§ **What to produce**:
Starting at the first line of the records below, transcribe each line exactly, ending with the line that contains "use servispro_types::MIN_PHONE_DIGITS;".
══ Data for analysis
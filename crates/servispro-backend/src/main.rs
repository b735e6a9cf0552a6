use std::net::SocketAddr;
use std::sync::Arc;

use clap::Parser;
use servispro_backend::rest;
use servispro_backend::state::BackendState;
use servispro_gateway_mock::{GatewayConfig, GatewayLimits};
use servispro_types::MIN_PHONE_DIGITS;
use tracing::info;

#[derive(Parser, Debug)]
#[command(name = "servispro-backend", about = "ServisPro payment backend")]
struct Cli {
    /// HTTP/REST listen address.
    #[arg(long, default_value = "127.0.0.1:8000")]
    listen: SocketAddr,

    /// Lifetime of a texted one-time code, in seconds.
    #[arg(long, default_value = "300")]
    otp_ttl_secs: u64,

    /// Minimum gap between two codes for the same payment, in seconds.
    #[arg(long, default_value = "60")]
    otp_resend_secs: u64,

    /// Wrong guesses allowed per code.
    #[arg(long, default_value = "5")]
    max_otp_attempts: u32,

    /// Maximum payment records retained in memory.
    #[arg(long, default_value = "10000")]
    max_payments: usize,
}

#[tokio::main]
async fn main() -> Result<(), Box<dyn std::error::Error>> {
    tracing_subscriber::fmt()
        .with_env_filter(
            tracing_subscriber::EnvFilter::try_from_default_env().unwrap_or_else(|_| "info".into()),
        )
        .with_target(false)
        .compact()
        .init();

    let cli = Cli::parse();
    if cli.max_payments == 0 {
        return Err("--max-payments must be at least 1".into());
    }

    let config = GatewayConfig {
        min_phone_digits: MIN_PHONE_DIGITS,
        otp_ttl_ms: cli.otp_ttl_secs * 1000,
        otp_resend_cooldown_ms: cli.otp_resend_secs * 1000,
        max_otp_attempts: cli.max_otp_attempts,
    };
    let limits = GatewayLimits {
        max_payments: cli.max_payments,
    };
    let state = Arc::new(BackendState::new(config, limits));

    info!(
        http = %cli.listen,
        otp_ttl_secs = cli.otp_ttl_secs,
        otp_resend_secs = cli.otp_resend_secs,
        max_payments = cli.max_payments,
        "starting ServisPro payment backend"
    );

    let listener = tokio::net::TcpListener::bind(cli.listen).await?;
    info!(addr = %cli.listen, "HTTP/REST server listening");
    axum::serve(listener, rest::router(state)).await?;
    Ok(())
}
════
§ **Answer to the problem**:
filename crates/servispro-backend/src/main.rs
repository b735e6a9cf0552a6
use std::net::SocketAddr;
use std::sync::Arc;

use clap::Parser;
use servispro_backend::rest;
use servispro_backend::state::BackendState;
use servispro_gateway_mock::{GatewayConfig, GatewayLimits};
use servispro_types::MIN_PHONE_DIGITS;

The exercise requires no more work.